You are right, Arch has a poor product experience.
On the other hand, I do not view those systems as products when it comes to professional use. A non-techie might see a Mac as a fancy laptop but for me it's a tool. Just like an HSS cutting tool in a lathe, you'd carefully maintain it (you don't want to use a dull cutting tool) and tune it. Just like you want to regrind a cutting tool depending on the part you are machining, I disable Intel Turbo Boost using http://tbswitcher.rugarciap.com when I run long perf evaluations of my programs for academic projects. If M1 based Macs will not allow me to disable their boost clock functionality, they will be unsuitable for my work as a tool.

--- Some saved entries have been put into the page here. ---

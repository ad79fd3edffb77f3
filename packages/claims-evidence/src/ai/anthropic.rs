//! Anthropic Messages API provider.

use std::time::{Duration, Instant};

use async_trait::async_trait;
use reqwest::Client;
use serde::{Deserialize, Serialize};
use tracing::debug;

use super::{http_client, network_error, status_error, DEFAULT_TIMEOUT};
use crate::error::{ModelError, ModelResult};
use crate::security::ModelCredentials;
use crate::traits::model::LanguageModel;

pub const DEFAULT_MODEL: &str = "claude-sonnet-4-20250514";
pub const DEFAULT_BASE_URL: &str = "https://api.anthropic.com";
const API_VERSION: &str = "2023-06-01";
const PROVIDER: &str = "anthropic";

#[derive(Debug, Serialize)]
struct MessagesRequest<'a> {
    model: &'a str,
    max_tokens: u32,
    messages: [Message<'a>; 1],
}

#[derive(Debug, Serialize)]
struct Message<'a> {
    role: &'static str,
    content: &'a str,
}

#[derive(Debug, Deserialize)]
struct MessagesResponse {
    #[serde(default)]
    content: Vec<ContentBlock>,
}

#[derive(Debug, Deserialize)]
struct ContentBlock {
    #[serde(rename = "type")]
    kind: String,
    #[serde(default)]
    text: Option<String>,
}

/// Claude via the Messages API.
#[derive(Clone)]
pub struct AnthropicModel {
    http_client: Client,
    credentials: ModelCredentials,
    base_url: String,
}

impl AnthropicModel {
    /// Fails when the key is blank or the HTTP client cannot be built.
    pub fn new(credentials: ModelCredentials) -> ModelResult<Self> {
        Self::with_timeout(credentials, DEFAULT_TIMEOUT)
    }

    pub fn with_timeout(credentials: ModelCredentials, timeout: Duration) -> ModelResult<Self> {
        if !credentials.has_api_key() {
            return Err(ModelError::Config("ANTHROPIC_API_KEY is empty".into()));
        }
        let base_url = credentials
            .base_url
            .clone()
            .unwrap_or_else(|| DEFAULT_BASE_URL.to_string())
            .trim_end_matches('/')
            .to_string();
        Ok(Self {
            http_client: http_client(timeout)?,
            credentials,
            base_url,
        })
    }

    pub fn model(&self) -> &str {
        &self.credentials.model
    }
}

#[async_trait]
impl LanguageModel for AnthropicModel {
    async fn submit(&self, prompt: &str, max_output_tokens: u32) -> ModelResult<String> {
        let start = Instant::now();
        let request = MessagesRequest {
            model: &self.credentials.model,
            max_tokens: max_output_tokens,
            messages: [Message {
                role: "user",
                content: prompt,
            }],
        };

        let response = self
            .http_client
            .post(format!("{}/v1/messages", self.base_url))
            .header("x-api-key", self.credentials.api_key())
            .header("anthropic-version", API_VERSION)
            .header("Content-Type", "application/json")
            .json(&request)
            .send()
            .await
            .map_err(|e| network_error(PROVIDER, e))?;

        let status = response.status();
        if !status.is_success() {
            let error_text = response.text().await.unwrap_or_default();
            return Err(status_error(PROVIDER, status, error_text));
        }

        let body: MessagesResponse = response
            .json()
            .await
            .map_err(|e| ModelError::Parse(e.to_string()))?;

        let text: String = body
            .content
            .into_iter()
            .filter(|block| block.kind == "text")
            .filter_map(|block| block.text)
            .collect();

        debug!(
            model = %self.credentials.model,
            duration_ms = start.elapsed().as_millis() as u64,
            chars = text.len(),
            "Anthropic message"
        );

        if text.trim().is_empty() {
            return Err(ModelError::EmptyResponse(self.credentials.model.clone()));
        }
        Ok(text)
    }

    fn name(&self) -> &str {
        &self.credentials.model
    }
}

#[cfg(test)]
mod tests {
    use super::*;

    #[test]
    fn test_blank_key_rejected() {
        let err = AnthropicModel::new(ModelCredentials::new("", DEFAULT_MODEL)).err().unwrap();
        assert!(matches!(err, ModelError::Config(_)));
    }

    #[test]
    fn test_base_url_trimmed() {
        let model = AnthropicModel::new(
            ModelCredentials::new("k", DEFAULT_MODEL).with_base_url("http://localhost:9000/"),
        )
        .unwrap();
        assert_eq!(model.base_url, "http://localhost:9000");
        assert_eq!(model.name(), DEFAULT_MODEL);
    }

    #[test]
    fn test_request_shape() {
        let request = MessagesRequest {
            model: DEFAULT_MODEL,
            max_tokens: 4000,
            messages: [Message {
                role: "user",
                content: "hi",
            }],
        };
        let json = serde_json::to_value(&request).unwrap();
        assert_eq!(json["max_tokens"], 4000);
        assert_eq!(json["messages"][0]["role"], "user");
        assert_eq!(json["messages"][0]["content"], "hi");
    }

    #[test]
    fn test_response_text_blocks() {
        let body: MessagesResponse = serde_json::from_str(
            r#"{"content": [{"type": "text", "text": "[1]"}, {"type": "tool_use", "id": "x"}]}"#,
        )
        .unwrap();
        assert_eq!(body.content.len(), 2);
        assert_eq!(body.content[0].text.as_deref(), Some("[1]"));
    }
}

When that happens, you simply pick the most fitting tool. Not necessarily switching dev platforms, in this case a separate machine running Linux for the eval may be OK.
Regarding issue trackers, there are still some things I miss about Bugzilla after moving to Github issues such as sorting issues by two fields in order (eg first by prio and then milestone). I similarly like complex queries that can be saved in YouTrack. I will admit that 5 years ago I thought that Bugzilla was ugly (it still is) and not user-friendly (one of the worst) but now I simply see it as a professional tool that does not get in my way once I learn how to use it. On the other hand, most of the tools with proper UX (not all, most notably airplane cockpits have proper UX but still do not get in the way of a pilot doing their job including manual overrides for all kinds of malfunctions) have some "user journey" which gets in the way of almost every pro user.